Trade-offs To Understand
- Credit and taxes. Restructuring or reducing balances can affect business or personal credit, and forgiven debt may be treated as taxable income. Talk to a CPA.
- It’s a partner program. Mediation is performed by specialized firms, not by Axiant. Axiant matches you to the right partner; the firm runs the process.
- Not a court order. Mediation works by agreement, so cooperation matters; a creditor that refuses to engage may still need a legal response.
- Results vary. No outcome is guaranteed, and not every business or debt type qualifies.
How Axiant Helps
Axiant Partners matches distressed, over-leveraged businesses with vetted debt-mediation partners — the same kind of resolution that’s already getting deals approved for stacked borrowers other lenders turned away. We’re a match and advisory service: we don’t mediate debt, negotiate with creditors, or give legal or tax advice ourselves. We get you to the right partner, and the match guidance is free. Get a free debt review and we’ll point you to the path that fits — mediation, reverse consolidation, or simply better-priced capital.
Sources & Further Reading
- FTC Business Lending Guidance — Federal Trade Commission guidance on small-business financing and debt-relief practices.

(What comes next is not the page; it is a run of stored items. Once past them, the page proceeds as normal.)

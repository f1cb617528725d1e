use crate::data::RatingDataset;
use crate::error::{RecError, Result};
use crate::models::{Model, RatingKey};
use rayon::prelude::*;
use serde::{Deserialize, Serialize};
use std::fmt;

/// Regression accuracy of predicted against observed ratings.
#[derive(Debug, Clone, Copy, PartialEq, Serialize, Deserialize)]
pub struct RegressionMetrics {
    pub rmse: f64,
    /// `NaN` when every observed rating is identical.
    pub r_squared: f64,
    pub mae: f64,
    pub mse: f64,
    pub count: usize,
}

impl fmt::Display for RegressionMetrics {
    fn fmt(&self, f: &mut fmt::Formatter<'_>) -> fmt::Result {
        write!(
            f,
            "RMSE {:.4}, R² {:.4}, MAE {:.4}, MSE {:.4} over {} ratings",
            self.rmse, self.r_squared, self.mae, self.mse, self.count
        )
    }
}

impl RegressionMetrics {
    /// Aggregates `(observed, predicted)` pairs. `None` on an empty input.
    pub fn from_pairs(pairs: &[(f64, f64)]) -> Option<Self> {
        let observed: Vec<f64> = pairs.iter().map(|(actual, _)| *actual).collect();
        let mean = super::mean(&observed)?;
        let n = pairs.len() as f64;

        let mut ss_res = 0.0;
        let mut ss_tot = 0.0;
        let mut abs_sum = 0.0;
        for &(actual, predicted) in pairs {
            let residual = actual - predicted;
            ss_res += residual * residual;
            abs_sum += residual.abs();
            ss_tot += (actual - mean) * (actual - mean);
        }

        let mse = ss_res / n;
        let r_squared = if ss_tot > 0.0 { 1.0 - ss_res / ss_tot } else { f64::NAN };

        Some(Self {
            rmse: mse.sqrt(),
            r_squared,
            mae: abs_sum / n,
            mse,
            count: pairs.len(),
        })
    }
}

/// Scores every test rating and aggregates the residuals.
///
/// A row the model cannot score fails the whole evaluation rather than being
/// skipped.
pub fn evaluate<K: RatingKey>(model: &Model<K>, test: &RatingDataset) -> Result<RegressionMetrics> {
    if test.is_empty() {
        return Err(RecError::EmptyTestSet);
    }

    let pairs = test
        .as_slice()
        .par_iter()
        .map(|rating| {
            model
                .score(rating.user_index, rating.item_index)
                .map(|predicted| (rating.rating as f64, predicted as f64))
        })
        .collect::<Result<Vec<_>>>()?;

    let metrics = RegressionMetrics::from_pairs(&pairs).ok_or(RecError::EmptyTestSet)?;
    tracing::info!("Evaluated model {}: {}", model.metadata().version, metrics);
    Ok(metrics)
}

#[cfg(test)]
mod tests {
    use super::*;

    #[test]
    fn test_perfect_predictions() {
        let metrics = RegressionMetrics::from_pairs(&[(1.0, 1.0), (3.0, 3.0), (5.0, 5.0)]).unwrap();
        assert_eq!(metrics.rmse, 0.0);
        assert_eq!(metrics.mae, 0.0);
        assert!((metrics.r_squared - 1.0).abs() < 1e-12);
    }

    #[test]
    fn test_known_values() {
        // residuals 1, -1, 0, 2; observed mean 2.5, SS_tot 5
        let pairs = [(1.0, 0.0), (2.0, 3.0), (3.0, 3.0), (4.0, 2.0)];
        let metrics = RegressionMetrics::from_pairs(&pairs).unwrap();
        assert!((metrics.mse - 1.5).abs() < 1e-12);
        assert!((metrics.rmse - 1.5f64.sqrt()).abs() < 1e-12);
        assert!((metrics.mae - 1.0).abs() < 1e-12);
        assert!((metrics.r_squared - (1.0 - 6.0 / 5.0)).abs() < 1e-12);
        assert!(metrics.r_squared <= 1.0);
        assert_eq!(metrics.count, 4);
    }

    #[test]
    fn test_constant_observations_leave_r_squared_undefined() {
        let metrics = RegressionMetrics::from_pairs(&[(3.0, 2.0), (3.0, 4.0)]).unwrap();
        assert!(metrics.r_squared.is_nan());
        assert!((metrics.rmse - 1.0).abs() < 1e-12);
    }

    #[test]
    fn test_empty_pairs() {
        assert!(RegressionMetrics::from_pairs(&[]).is_none());
    }

    #[test]
    fn test_out_of_range_row_fails_evaluation() {
        use crate::algorithms::Solver;
        use crate::data::IdEncoder;
        use crate::error::EntityKind;
        use crate::models::{EncodedRating, ModelMetadata, RawRating};
        use nalgebra::DMatrix;

        let raw = vec![RawRating::new(1u32, 1u32, 4.0)];
        let model = Model::from_parts(
            IdEncoder::fit(&raw),
            DMatrix::from_element(1, 1, 2.0),
            DMatrix::from_element(1, 1, 2.0),
            ModelMetadata::new(Solver::Als, 1, 0.0),
        )
        .unwrap();

        let valid = RatingDataset::new(vec![EncodedRating::new(0, 0, 4.0)]);
        assert_eq!(evaluate(&model, &valid).unwrap().count, 1);

        let mixed = RatingDataset::new(vec![EncodedRating::new(0, 0, 4.0), EncodedRating::new(0, 9, 3.0)]);
        match evaluate(&model, &mixed) {
            Err(RecError::OutOfRange { kind, index, bound }) => {
                assert_eq!(kind, EntityKind::Item);
                assert_eq!(index, 9);
                assert_eq!(bound, 1);
            }
            other => panic!("expected out of range, got {:?}", other),
        }
    }
}
use std::fmt;
use thiserror::Error;

#[derive(Debug, Clone, Copy, PartialEq, Eq, Hash)]
pub enum EntityKind {
    User,
    Item,
}

impl fmt::Display for EntityKind {
    fn fmt(&self, f: &mut fmt::Formatter<'_>) -> fmt::Result {
        match self {
            EntityKind::User => write!(f, "user"),
            EntityKind::Item => write!(f, "item"),
        }
    }
}

#[derive(Error, Debug)]
pub enum RecError {
    /// Key was never observed while the encoder was fitted.
    #[error("unknown {kind} key: {key}")]
    UnknownKey { kind: EntityKind, key: String },

    /// Index outside the bounds of the factor matrix; encoder and model disagree.
    #[error("{kind} index {index} out of range (bound {bound})")]
    OutOfRange {
        kind: EntityKind,
        index: usize,
        bound: usize,
    },

    #[error("training set is empty")]
    EmptyTrainingSet,

    #[error("test set is empty")]
    EmptyTestSet,

    #[error("invalid configuration: {0}")]
    InvalidConfig(String),

    #[error("invalid rating {value} at row {row}")]
    InvalidRating { row: usize, value: f32 },

    #[error("parse error at line {line}: {reason}")]
    Parse { line: usize, reason: String },

    #[error("model not found: {0}")]
    ModelNotFound(String),

    #[error("I/O error: {0}")]
    Io(#[from] std::io::Error),

    #[error("CSV error: {0}")]
    Csv(#[from] csv::Error),

    #[error("serialization error: {0}")]
    Serialization(#[from] bincode::Error),
}

pub type Result<T> = std::result::Result<T, RecError>;
use crate::algorithms::initializer::InitializationMethod;
use crate::algorithms::optimizer::OptimizerKind;
use crate::algorithms::Solver;
use serde::{Deserialize, Serialize};
use std::path::PathBuf;

#[derive(Debug, Clone, Default, PartialEq, Serialize, Deserialize)]
#[serde(default)]
pub struct Config {
    pub data: DataConfig,
    pub training: TrainingConfig,
    pub recommendation: RecommendationConfig,
    pub model_store: ModelStoreConfig,
}

#[derive(Debug, Clone, PartialEq, Serialize, Deserialize)]
#[serde(default)]
pub struct DataConfig {
    pub train_path: PathBuf,
    pub test_path: PathBuf,
    pub has_header: bool,
    pub delimiter: char,
}

#[derive(Debug, Clone, PartialEq, Serialize, Deserialize)]
#[serde(default)]
pub struct TrainingConfig {
    pub rank: usize,
    pub iterations: usize,
    /// Step size for the SGD solver; ignored by ALS.
    pub learning_rate: f64,
    pub regularization: f64,
    pub solver: Solver,
    pub optimizer: OptimizerKind,
    pub initialization: InitializationMethod,
    /// Seed for initialization and shuffling; fresh entropy when unset.
    pub seed: Option<u64>,
    /// Worker threads for ALS passes. Zero lets rayon decide.
    pub threads: usize,
    /// Only consulted when training with a validation set.
    pub early_stopping: Option<EarlyStopping>,
}

#[derive(Debug, Clone, Copy, PartialEq, Serialize, Deserialize)]
pub struct EarlyStopping {
    pub patience: usize,
    pub min_delta: f64,
}

#[derive(Debug, Clone, PartialEq, Serialize, Deserialize)]
#[serde(default)]
pub struct RecommendationConfig {
    /// A rounded score must be strictly above this to recommend.
    pub threshold: f32,
}

#[derive(Debug, Clone, PartialEq, Serialize, Deserialize)]
#[serde(default)]
pub struct ModelStoreConfig {
    pub directory: PathBuf,
}

impl Default for DataConfig {
    fn default() -> Self {
        Self {
            train_path: PathBuf::from("data/recommendation-ratings-train.csv"),
            test_path: PathBuf::from("data/recommendation-ratings-test.csv"),
            has_header: true,
            delimiter: ',',
        }
    }
}

impl Default for TrainingConfig {
    fn default() -> Self {
        Self {
            rank: 100,
            iterations: 20,
            learning_rate: 0.1,
            regularization: 0.1,
            solver: Solver::Als,
            optimizer: OptimizerKind::Sgd,
            initialization: InitializationMethod::default(),
            seed: None,
            threads: num_cpus::get(),
            early_stopping: None,
        }
    }
}

impl Default for RecommendationConfig {
    fn default() -> Self {
        Self { threshold: 3.5 }
    }
}

impl Default for ModelStoreConfig {
    fn default() -> Self {
        Self {
            directory: PathBuf::from("model"),
        }
    }
}

impl Config {
    /// Layers `path` and `MOVIEREC__SECTION__KEY` environment variables over the defaults.
    pub fn from_file(path: &str) -> anyhow::Result<Self> {
        let settings = config::Config::builder()
            .add_source(config::File::with_name(path))
            .add_source(config::Environment::with_prefix("MOVIEREC").separator("__"))
            .build()?;

        Ok(settings.try_deserialize()?)
    }
}
//! Runnable request snippets for oasdoc endpoints.
//!
//! Every target convention renders the same [`request::RequestPlan`], so the
//! four emitters only differ in surface syntax. Adding a fifth target is a
//! new emitter module plus one arm in [`generate`].

pub mod emitters;
pub mod request;

pub use request::{RequestPlan, SnippetOptions};

use oasdoc_core::Endpoint;
use oasdoc_core::spec::Spec;

/// The supported target calling conventions.
#[derive(Debug, Clone, Copy, PartialEq, Eq, Hash)]
pub enum SnippetTarget {
    Curl,
    JavaScript,
    Python,
    Go,
}

impl SnippetTarget {
    pub const ALL: [SnippetTarget; 4] = [
        SnippetTarget::Curl,
        SnippetTarget::JavaScript,
        SnippetTarget::Python,
        SnippetTarget::Go,
    ];

    /// Display label for tab headers and the like.
    pub fn label(&self) -> &'static str {
        match self {
            SnippetTarget::Curl => "cURL",
            SnippetTarget::JavaScript => "JavaScript",
            SnippetTarget::Python => "Python",
            SnippetTarget::Go => "Go",
        }
    }
}

/// Render a request snippet for `endpoint` in the requested convention.
pub fn generate(
    target: SnippetTarget,
    spec: &Spec,
    endpoint: &Endpoint<'_>,
    options: &SnippetOptions,
) -> String {
    let plan = RequestPlan::build(spec, endpoint, options);
    match target {
        SnippetTarget::Curl => emitters::curl::emit(&plan),
        SnippetTarget::JavaScript => emitters::javascript::emit(&plan),
        SnippetTarget::Python => emitters::python::emit(&plan),
        SnippetTarget::Go => emitters::go::emit(&plan),
    }
}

- CFPB Small Business Lending Research — Research on non-bank small-business lending and borrower outcomes.
- IRS Topic 431: Canceled Debt — How forgiven or reduced debt may be treated as taxable income.
- U.S. Courts: Bankruptcy Basics — Official guidance on bankruptcy as the last-resort alternative to mediation.
This article is general information, not legal, tax, or financial advice. Debt mediation is performed by independent partner firms, not by Axiant Partners. Figures are illustrative, not offers or guarantees. Consult a qualified attorney or accountant before entering any debt-relief arrangement.